Dallas-based artist Travis Barnes painted vibrantly-colored seeing eyes on top of spare wood chips and posted his creation on Instagram. Barnes said being cooped up changed his perspective.
“I don’t think I would’ve painted it this way had I not been under quarantine,” he said. “It definitely inspired how I approached it visually.”
Barnes said seeing all the news about the coronavirus gave him the idea for his paintings on wood.
“Corona…corona…and I’m thinking about the shape, the circle around the sun and it made me think back to the eye and a different way of doing the iris,” he said. “I was trying to experiment with that and pass the time.”

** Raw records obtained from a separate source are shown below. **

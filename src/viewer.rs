//! Viewer side of a panel: receives blocks from the host, debounces them
//! into renders, and carries out export requests.

use std::path::{Path, PathBuf};
use std::time::Instant;

use log::{debug, info, warn};

use crate::debouncer::Debouncer;
use crate::event_source::ViewerEvent;
use crate::export::{ExportError, ExportFormat, ImageClipboard, copy_to_clipboard, export_to_dir};
use crate::message::WebviewMessage;
use crate::notification::NotificationLevel;
use crate::renderer::DiagramRenderer;
use crate::settings::Settings;
use crate::theme::{EditorTheme, ExportTheme};
use crate::transport::ViewerEndpoint;
use crate::viewport::{RenderOutcome, ViewportController};

pub const COPIED_TO_CLIPBOARD: &str = "Diagram copied to clipboard";

#[derive(Debug)]
pub struct Viewer {
    controller: ViewportController,
    refresh: Debouncer<()>,
    endpoint: ViewerEndpoint,
    editor_theme: EditorTheme,
    export_theme: ExportTheme,
    png_resolution: u32,
}

impl Viewer {
    pub fn new(endpoint: ViewerEndpoint, settings: &Settings, editor_theme: EditorTheme) -> Self {
        Self {
            controller: ViewportController::with_control_strip_height(
                settings.control_strip_height,
            ),
            refresh: Debouncer::new(settings.refresh_delay()),
            endpoint,
            editor_theme,
            export_theme: settings.export_mermaid_theme.clone(),
            png_resolution: settings.export_png_resolution,
        }
    }

    pub fn controller(&self) -> &ViewportController {
        &self.controller
    }

    pub fn editor_theme(&self) -> EditorTheme {
        self.editor_theme
    }

    pub fn is_refresh_pending(&self) -> bool {
        self.refresh.is_pending()
    }

    pub fn pump(&mut self) -> usize {
        self.pump_at(Instant::now())
    }

    /// Apply every message the host has posted. Each block update becomes
    /// the active block and restarts the quiet period.
    pub fn pump_at(&mut self, now: Instant) -> usize {
        let messages = self.endpoint.drain();
        let count = messages.len();
        for message in messages {
            match message {
                WebviewMessage::UpdateMermaidGraph { block_info } => {
                    self.controller.set_active_block(block_info);
                    self.refresh.debounce_at((), now);
                }
                WebviewMessage::ShowNotification { message, .. } => {
                    warn!("Viewer ignored notification meant for the host: {message}");
                }
            }
        }
        count
    }

    pub fn tick(&mut self, renderer: &mut dyn DiagramRenderer) -> Option<RenderOutcome> {
        self.tick_at(Instant::now(), renderer)
    }

    /// Render the active block once its quiet period has elapsed
    pub fn tick_at(
        &mut self,
        now: Instant,
        renderer: &mut dyn DiagramRenderer,
    ) -> Option<RenderOutcome> {
        self.refresh.poll_at(now)?;
        self.render_now(renderer)
    }

    /// Render immediately, dropping any pending refresh
    pub fn render_now(&mut self, renderer: &mut dyn DiagramRenderer) -> Option<RenderOutcome> {
        self.refresh.cancel();
        let outcome = self
            .controller
            .render_active(renderer, self.editor_theme.diagram_theme());
        debug!("Refresh finished: {outcome:?}");
        outcome
    }

    pub fn handle_event(&mut self, event: ViewerEvent) {
        self.controller.handle_event(event);
    }

    fn export_markup(&self, renderer: &mut dyn DiagramRenderer) -> Result<String, ExportError> {
        let source = self
            .controller
            .active_block()
            .map(|block| block.content.as_str())
            .filter(|content| !content.is_empty())
            .ok_or(ExportError::NothingToExport)?;
        let theme = self.export_theme.resolve(self.editor_theme);
        Ok(renderer.render(source, &theme)?.svg)
    }

    /// Re-render the active block with the export theme and write it to `dir`
    pub fn try_export(
        &self,
        renderer: &mut dyn DiagramRenderer,
        format: ExportFormat,
        dir: &Path,
    ) -> Result<PathBuf, ExportError> {
        let svg = self.export_markup(renderer)?;
        let document_uri = self
            .controller
            .active_block()
            .map(|block| block.document_uri.clone())
            .ok_or(ExportError::NothingToExport)?;
        export_to_dir(dir, &document_uri, &svg, format, self.png_resolution)
    }

    pub fn try_copy(
        &self,
        renderer: &mut dyn DiagramRenderer,
        clipboard: &mut dyn ImageClipboard,
    ) -> Result<(), ExportError> {
        let svg = self.export_markup(renderer)?;
        copy_to_clipboard(clipboard, &svg, self.png_resolution)
    }

    /// Export, reporting failures to the host as error toasts
    pub fn export(
        &self,
        renderer: &mut dyn DiagramRenderer,
        format: ExportFormat,
        dir: &Path,
    ) -> Option<PathBuf> {
        match self.try_export(renderer, format, dir) {
            Ok(path) => Some(path),
            Err(e) => {
                self.report_failure(&format!("Failed to export {}", format.label()), e);
                None
            }
        }
    }

    pub fn copy(&self, renderer: &mut dyn DiagramRenderer, clipboard: &mut dyn ImageClipboard) {
        match self.try_copy(renderer, clipboard) {
            Ok(()) => {
                info!("{COPIED_TO_CLIPBOARD}");
                self.notify(COPIED_TO_CLIPBOARD, NotificationLevel::Info);
            }
            Err(e) => self.report_failure("Failed to copy PNG", e),
        }
    }

    fn report_failure(&self, action: &str, error: ExportError) {
        if matches!(error, ExportError::NothingToExport) {
            debug!("{action}: nothing to export");
            return;
        }
        warn!("{action}: {error}");
        self.notify(&format!("{action}: {error}"), NotificationLevel::Error);
    }

    fn notify(&self, message: &str, level: NotificationLevel) {
        self.endpoint.post(WebviewMessage::notification(message, level));
    }
}

#[cfg(test)]
mod tests {
    use super::*;
    use crate::block::{BlockChange, BlockDescriptor, DocumentUri};
    use crate::test_utils::test_helpers::{FakeRenderer, RecordingClipboard};
    use crate::transport::{HostEndpoint, channel};
    use std::time::Duration;

    fn block(sequence: usize, content: &str) -> BlockDescriptor {
        BlockDescriptor {
            sequence,
            content: content.to_string(),
            start_line: 2,
            end_line: 4,
            start_character: 0,
            end_character: 3,
            document_uri: DocumentUri::new("file:///work/flows.md"),
        }
    }

    fn viewer_with(settings: Settings, theme: EditorTheme) -> (HostEndpoint, Viewer) {
        let (host, endpoint) = channel();
        (host, Viewer::new(endpoint, &settings, theme))
    }

    fn notifications(host: &HostEndpoint) -> Vec<(String, NotificationLevel)> {
        host.drain()
            .into_iter()
            .filter_map(|message| match message {
                WebviewMessage::ShowNotification {
                    message,
                    notification_type,
                } => Some((message, notification_type)),
                WebviewMessage::UpdateMermaidGraph { .. } => None,
            })
            .collect()
    }

    #[test]
    fn burst_of_updates_renders_once_after_quiet_period() {
        let (host, mut viewer) = viewer_with(Settings::default(), EditorTheme::Light);
        let mut renderer = FakeRenderer::new();
        let start = Instant::now();

        for (i, content) in ["size:10x10", "size:20x20", "size:30x30"].iter().enumerate() {
            host.post(WebviewMessage::update(block(0, content)));
            viewer.pump_at(start + Duration::from_millis(50 * i as u64));
        }

        assert!(viewer.tick_at(start + Duration::from_millis(249), &mut renderer).is_none());
        let outcome = viewer.tick_at(start + Duration::from_millis(300), &mut renderer);

        assert_eq!(outcome, Some(RenderOutcome::Rendered(BlockChange::NewBlock)));
        assert_eq!(renderer.calls, 1);
        assert_eq!(viewer.controller().last_rendered(), Some(&block(0, "size:30x30")));
        assert!(!viewer.is_refresh_pending());
    }

    #[test]
    fn on_screen_render_uses_editor_theme() {
        let settings = Settings {
            export_mermaid_theme: ExportTheme::Named("forest".to_string()),
            ..Settings::default()
        };
        let (host, mut viewer) = viewer_with(settings, EditorTheme::Dark);
        let mut renderer = FakeRenderer::new();

        host.post(WebviewMessage::update(block(0, "size:10x10")));
        viewer.pump();
        viewer.render_now(&mut renderer);

        assert_eq!(renderer.last_theme(), Some("dark"));
    }

    #[test]
    fn export_uses_export_theme_and_document_name() {
        let settings = Settings {
            export_mermaid_theme: ExportTheme::Named("forest".to_string()),
            export_png_resolution: 100,
            ..Settings::default()
        };
        let (host, mut viewer) = viewer_with(settings, EditorTheme::Dark);
        let mut renderer = FakeRenderer::new();
        let dir = tempfile::tempdir().unwrap();

        host.post(WebviewMessage::update(block(0, "size:40x20")));
        viewer.pump();
        let path = viewer
            .export(&mut renderer, ExportFormat::Png, dir.path())
            .unwrap();

        assert_eq!(path, dir.path().join("flows.png"));
        assert_eq!(renderer.last_theme(), Some("forest"));
        assert!(notifications(&host).is_empty());
    }

    #[test]
    fn auto_export_theme_follows_editor() {
        let (host, mut viewer) = viewer_with(Settings::default(), EditorTheme::Dark);
        let mut renderer = FakeRenderer::new();
        let dir = tempfile::tempdir().unwrap();

        host.post(WebviewMessage::update(block(0, "size:40x20")));
        viewer.pump();
        viewer.export(&mut renderer, ExportFormat::Svg, dir.path());

        assert_eq!(renderer.last_theme(), Some("dark"));
    }

    #[test]
    fn export_failure_becomes_error_notification() {
        let (host, mut viewer) = viewer_with(Settings::default(), EditorTheme::Light);
        let mut renderer = FakeRenderer::new();
        let dir = tempfile::tempdir().unwrap();

        host.post(WebviewMessage::update(block(0, "graph TD; A--")));
        viewer.pump();
        assert!(viewer.export(&mut renderer, ExportFormat::Svg, dir.path()).is_none());

        assert_eq!(
            notifications(&host),
            vec![(
                "Failed to export SVG: Parse error on line 1: graph TD; A--".to_string(),
                NotificationLevel::Error
            )]
        );
    }

    #[test]
    fn export_without_block_is_silent() {
        let (host, viewer) = viewer_with(Settings::default(), EditorTheme::Light);
        let mut renderer = FakeRenderer::new();
        let dir = tempfile::tempdir().unwrap();

        assert!(viewer.export(&mut renderer, ExportFormat::Png, dir.path()).is_none());
        assert!(notifications(&host).is_empty());
        assert_eq!(renderer.calls, 0);
    }

    #[test]
    fn copy_reports_success_and_failure() {
        let settings = Settings {
            export_png_resolution: 50,
            ..Settings::default()
        };
        let (host, mut viewer) = viewer_with(settings, EditorTheme::Light);
        let mut renderer = FakeRenderer::new();
        host.post(WebviewMessage::update(block(0, "size:20x40")));
        viewer.pump();

        let mut clipboard = RecordingClipboard::default();
        viewer.copy(&mut renderer, &mut clipboard);
        let image = clipboard.image.as_ref().unwrap();
        assert_eq!((image.width, image.height), (25, 50));

        clipboard.fail_with = Some("no display".to_string());
        viewer.copy(&mut renderer, &mut clipboard);

        assert_eq!(
            notifications(&host),
            vec![
                (COPIED_TO_CLIPBOARD.to_string(), NotificationLevel::Info),
                (
                    "Failed to copy PNG: Clipboard unavailable: no display".to_string(),
                    NotificationLevel::Error
                ),
            ]
        );
    }
}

Stephanie Worley in Weatherford, Texas used the #QuarantineArt to share her experiments with different mediums like clay, which she used to mold a life-like portrait of a giraffe.
https://www.instagram.com/p/B9zCH9zHamd/?utm_source=ig_web_copy_link
She also posted a collage made out of recycled Corona beer bottle caps. Worley dug through her garage to find some old wood and made daisy-like flowers out of the folded and painted bottle caps.
“It wasn’t even until I was posting it that I realized it was ‘corona’ art so it actually made me think of virus art,” she said.